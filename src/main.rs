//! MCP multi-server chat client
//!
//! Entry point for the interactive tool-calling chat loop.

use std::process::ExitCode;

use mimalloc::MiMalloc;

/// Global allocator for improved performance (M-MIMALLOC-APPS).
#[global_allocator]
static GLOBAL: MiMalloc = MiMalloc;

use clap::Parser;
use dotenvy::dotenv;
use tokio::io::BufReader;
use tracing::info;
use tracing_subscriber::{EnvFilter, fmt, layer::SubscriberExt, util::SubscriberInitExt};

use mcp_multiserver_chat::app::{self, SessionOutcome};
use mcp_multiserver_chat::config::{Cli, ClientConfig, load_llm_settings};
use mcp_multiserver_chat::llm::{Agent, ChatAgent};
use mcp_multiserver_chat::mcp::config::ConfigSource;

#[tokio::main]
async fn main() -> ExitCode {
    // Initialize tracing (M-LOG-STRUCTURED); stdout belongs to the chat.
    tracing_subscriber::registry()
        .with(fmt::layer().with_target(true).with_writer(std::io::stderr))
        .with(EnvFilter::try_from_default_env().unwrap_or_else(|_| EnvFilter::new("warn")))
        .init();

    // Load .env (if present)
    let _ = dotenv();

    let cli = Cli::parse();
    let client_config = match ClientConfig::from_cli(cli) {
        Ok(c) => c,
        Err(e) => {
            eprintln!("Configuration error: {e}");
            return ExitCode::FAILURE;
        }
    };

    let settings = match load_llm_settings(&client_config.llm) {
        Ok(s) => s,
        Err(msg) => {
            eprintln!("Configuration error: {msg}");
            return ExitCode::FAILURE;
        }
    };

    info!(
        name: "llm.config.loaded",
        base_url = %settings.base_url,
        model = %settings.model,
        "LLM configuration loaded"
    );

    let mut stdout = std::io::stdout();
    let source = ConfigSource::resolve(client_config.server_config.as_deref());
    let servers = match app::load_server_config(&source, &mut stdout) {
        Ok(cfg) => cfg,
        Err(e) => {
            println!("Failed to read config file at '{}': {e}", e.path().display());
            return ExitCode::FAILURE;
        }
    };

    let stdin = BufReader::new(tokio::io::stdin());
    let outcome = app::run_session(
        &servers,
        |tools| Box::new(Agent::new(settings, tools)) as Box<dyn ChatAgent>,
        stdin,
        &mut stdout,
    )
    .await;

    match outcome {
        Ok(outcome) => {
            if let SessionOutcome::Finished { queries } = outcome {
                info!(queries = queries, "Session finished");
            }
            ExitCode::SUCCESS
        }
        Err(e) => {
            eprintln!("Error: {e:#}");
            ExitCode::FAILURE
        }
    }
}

____________________

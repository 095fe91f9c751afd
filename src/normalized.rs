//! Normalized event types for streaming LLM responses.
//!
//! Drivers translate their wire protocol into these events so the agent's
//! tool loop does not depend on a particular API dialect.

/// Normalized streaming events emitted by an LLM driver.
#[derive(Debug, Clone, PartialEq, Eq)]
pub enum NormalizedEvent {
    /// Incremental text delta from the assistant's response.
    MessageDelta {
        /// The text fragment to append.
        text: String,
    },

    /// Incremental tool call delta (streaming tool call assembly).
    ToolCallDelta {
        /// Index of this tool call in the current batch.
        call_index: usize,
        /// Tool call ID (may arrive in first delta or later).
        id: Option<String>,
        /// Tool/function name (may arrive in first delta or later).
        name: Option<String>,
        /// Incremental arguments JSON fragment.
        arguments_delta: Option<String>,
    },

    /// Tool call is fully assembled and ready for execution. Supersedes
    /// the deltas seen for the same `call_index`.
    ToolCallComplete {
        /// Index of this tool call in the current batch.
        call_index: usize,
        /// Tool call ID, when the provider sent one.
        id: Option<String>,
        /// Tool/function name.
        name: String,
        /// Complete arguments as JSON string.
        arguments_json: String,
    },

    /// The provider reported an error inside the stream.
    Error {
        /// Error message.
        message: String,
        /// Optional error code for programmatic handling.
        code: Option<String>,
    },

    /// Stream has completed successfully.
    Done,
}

____________________

**What to do**
Beginning at the line above with "filename src/main.rs" and finishing at the line with "use clap::Parser;", return each line exactly and return nothing else.

**Result**
filename src/main.rs
//! MCP multi-server chat client
//!
//! Entry point for the interactive tool-calling chat loop.

use std::process::ExitCode;

use mimalloc::MiMalloc;

/// Global allocator for improved performance (M-MIMALLOC-APPS).
#[global_allocator]
static GLOBAL: MiMalloc = MiMalloc;

use clap::Parser;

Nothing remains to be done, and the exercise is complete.